The task | The answer must be every record below, reproduced exactly.

** Provided records follows **

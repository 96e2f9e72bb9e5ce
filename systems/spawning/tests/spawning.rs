use std::collections::HashSet;

use ratmaze_core::{Board, Category, Command, Event, GridCoord, Population};
use ratmaze_system_spawning::{Config, Quotas, Spawning};
use ratmaze_world::{self as world, query, World};

fn maintain(world: &mut World, spawning: &mut Spawning) -> Vec<Event> {
    let mut commands = Vec::new();
    spawning.handle(
        query::population(world),
        &query::board_view(world),
        &mut commands,
    );
    let mut events = Vec::new();
    for command in commands {
        world::apply(world, command, &mut events);
    }
    events
}

#[test]
fn fills_empty_board_to_quota() {
    let mut world = World::new();
    let mut spawning = Spawning::new(Config::new(Quotas::default(), 0x5eed));

    let events = maintain(&mut world, &mut spawning);

    assert_eq!(
        query::population(&world),
        Population {
            protagonists: 1,
            walls: 25,
            goals: 1,
            adversaries: 3,
        }
    );
    assert!(events
        .iter()
        .all(|event| matches!(event, Event::PieceSpawned { .. })));

    let origins: HashSet<GridCoord> = Category::ALL
        .iter()
        .flat_map(|category| query::pieces(&world, *category))
        .map(|piece| piece.origin)
        .collect();
    assert_eq!(origins.len(), 30, "every piece owns its slot");

    let board = query::board(&world);
    for origin in origins {
        assert!(board.fits(origin));
        assert!(board.is_aligned(origin));
    }
}

#[test]
fn spawns_in_category_order() {
    let mut world = World::new();
    let mut spawning = Spawning::new(Config::new(Quotas::default(), 11));

    let events = maintain(&mut world, &mut spawning);
    let categories: Vec<Category> = events
        .iter()
        .filter_map(|event| match event {
            Event::PieceSpawned { category, .. } => Some(*category),
            _ => None,
        })
        .collect();

    let mut expected = vec![Category::Protagonist];
    expected.extend(std::iter::repeat(Category::Wall).take(25));
    expected.push(Category::Goal);
    expected.extend(std::iter::repeat(Category::Adversary).take(3));
    assert_eq!(categories, expected);
}

#[test]
fn full_population_emits_nothing() {
    let mut world = World::new();
    let mut spawning = Spawning::new(Config::new(Quotas::default(), 3));
    let _ = maintain(&mut world, &mut spawning);

    let mut commands = Vec::new();
    spawning.handle(
        query::population(&world),
        &query::board_view(&world),
        &mut commands,
    );
    assert!(commands.is_empty());
}

#[test]
fn only_missing_pieces_are_replaced() {
    let mut world = World::new();
    let mut events = Vec::new();
    world::apply(
        &mut world,
        Command::SpawnPiece {
            category: Category::Adversary,
            origin: GridCoord::new(0, 0),
        },
        &mut events,
    );

    let mut spawning = Spawning::new(Config::new(Quotas::default(), 99));
    let mut commands = Vec::new();
    spawning.handle(
        query::population(&world),
        &query::board_view(&world),
        &mut commands,
    );

    let adversaries = commands
        .iter()
        .filter(|command| {
            matches!(
                command,
                Command::SpawnPiece {
                    category: Category::Adversary,
                    ..
                }
            )
        })
        .count();
    assert_eq!(adversaries, 2);
    assert_eq!(commands.len(), 29);
    assert!(commands.iter().all(|command| !matches!(
        command,
        Command::SpawnPiece {
            origin,
            ..
        } if *origin == GridCoord::new(0, 0)
    )));
}

#[test]
fn same_seed_places_pieces_identically() {
    let layout = |seed: u64| {
        let mut world = World::new();
        let mut spawning = Spawning::new(Config::new(Quotas::default(), seed));
        maintain(&mut world, &mut spawning)
    };

    assert_eq!(layout(42), layout(42));
    assert_ne!(layout(42), layout(43));
}

#[test]
fn crowded_board_still_finds_the_last_slot() {
    // Two by two slots, three of them pre-filled.
    let mut world = World::with_board(Board::new(10, 10, 5));
    let mut events = Vec::new();
    for origin in [(0, 0), (5, 0), (0, 5)] {
        world::apply(
            &mut world,
            Command::SpawnPiece {
                category: Category::Wall,
                origin: GridCoord::new(origin.0, origin.1),
            },
            &mut events,
        );
    }

    let mut spawning = Spawning::new(Config::new(Quotas::new(1, 0, 0, 0), 5));
    let _ = maintain(&mut world, &mut spawning);

    let protagonists = query::pieces(&world, Category::Protagonist);
    assert_eq!(protagonists.len(), 1);
    assert_eq!(protagonists[0].origin, GridCoord::new(5, 5));
}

** End of Provided records **

Result of this task |
repository 96e2f9e72bb9e5ce
filename systems/spawning/tests/spawning.rs
use std::collections::HashSet;

use ratmaze_core::{Board, Category, Command, Event, GridCoord, Population};
use ratmaze_system_spawning::{Config, Quotas, Spawning};
use ratmaze_world::{self as world, query, World};

fn maintain(world: &mut World, spawning: &mut Spawning) -> Vec<Event> {
    let mut commands = Vec::new();
    spawning.handle(
        query::population(world),
        &query::board_view(world),
        &mut commands,
    );
    let mut events = Vec::new();
    for command in commands {
        world::apply(world, command, &mut events);
    }
    events
}

#[test]
fn fills_empty_board_to_quota() {
    let mut world = World::new();
    let mut spawning = Spawning::new(Config::new(Quotas::default(), 0x5eed));

    let events = maintain(&mut world, &mut spawning);

    assert_eq!(
        query::population(&world),
        Population {
            protagonists: 1,
            walls: 25,
            goals: 1,
            adversaries: 3,
        }
    );
    assert!(events
        .iter()
        .all(|event| matches!(event, Event::PieceSpawned { .. })));

    let origins: HashSet<GridCoord> = Category::ALL
        .iter()
        .flat_map(|category| query::pieces(&world, *category))
        .map(|piece| piece.origin)
        .collect();
    assert_eq!(origins.len(), 30, "every piece owns its slot");

    let board = query::board(&world);
    for origin in origins {
        assert!(board.fits(origin));
        assert!(board.is_aligned(origin));
    }
}

#[test]
fn spawns_in_category_order() {
    let mut world = World::new();
    let mut spawning = Spawning::new(Config::new(Quotas::default(), 11));

    let events = maintain(&mut world, &mut spawning);
    let categories: Vec<Category> = events
        .iter()
        .filter_map(|event| match event {
            Event::PieceSpawned { category, .. } => Some(*category),
            _ => None,
        })
        .collect();

    let mut expected = vec![Category::Protagonist];
    expected.extend(std::iter::repeat(Category::Wall).take(25));
    expected.push(Category::Goal);
    expected.extend(std::iter::repeat(Category::Adversary).take(3));
    assert_eq!(categories, expected);
}

#[test]
fn full_population_emits_nothing() {
    let mut world = World::new();
    let mut spawning = Spawning::new(Config::new(Quotas::default(), 3));
    let _ = maintain(&mut world, &mut spawning);

    let mut commands = Vec::new();
    spawning.handle(
        query::population(&world),
        &query::board_view(&world),
        &mut commands,
    );
    assert!(commands.is_empty());
}

#[test]
fn only_missing_pieces_are_replaced() {
    let mut world = World::new();
    let mut events = Vec::new();
    world::apply(
        &mut world,
        Command::SpawnPiece {
            category: Category::Adversary,
            origin: GridCoord::new(0, 0),
        },
        &mut events,
    );

    let mut spawning = Spawning::new(Config::new(Quotas::default(), 99));
    let mut commands = Vec::new();
    spawning.handle(
        query::population(&world),
        &query::board_view(&world),
        &mut commands,
    );

    let adversaries = commands
        .iter()
        .filter(|command| {
            matches!(
                command,
                Command::SpawnPiece {
                    category: Category::Adversary,
                    ..
                }
            )
        })
        .count();
    assert_eq!(adversaries, 2);
    assert_eq!(commands.len(), 29);
    assert!(commands.iter().all(|command| !matches!(
        command,
        Command::SpawnPiece {
            origin,
            ..
        } if *origin == GridCoord::new(0, 0)
    )));
}

#[test]
fn same_seed_places_pieces_identically() {
    let layout = |seed: u64| {
        let mut world = World::new();
        let mut spawning = Spawning::new(Config::new(Quotas::default(), seed));
        maintain(&mut world, &mut spawning)
    };

    assert_eq!(layout(42), layout(42));
    assert_ne!(layout(42), layout(43));
}

#[test]
fn crowded_board_still_finds_the_last_slot() {
    // Two by two slots, three of them pre-filled.
    let mut world = World::with_board(Board::new(10, 10, 5));
    let mut events = Vec::new();
    for origin in [(0, 0), (5, 0), (0, 5)] {
        world::apply(
            &mut world,
            Command::SpawnPiece {
                category: Category::Wall,
                origin: GridCoord::new(origin.0, origin.1),
            },
            &mut events,
        );
    }

    let mut spawning = Spawning::new(Config::new(Quotas::new(1, 0, 0, 0), 5));
    let _ = maintain(&mut world, &mut spawning);

    let protagonists = query::pieces(&world, Category::Protagonist);
    assert_eq!(protagonists.len(), 1);
    assert_eq!(protagonists[0].origin, GridCoord::new(5, 5));
}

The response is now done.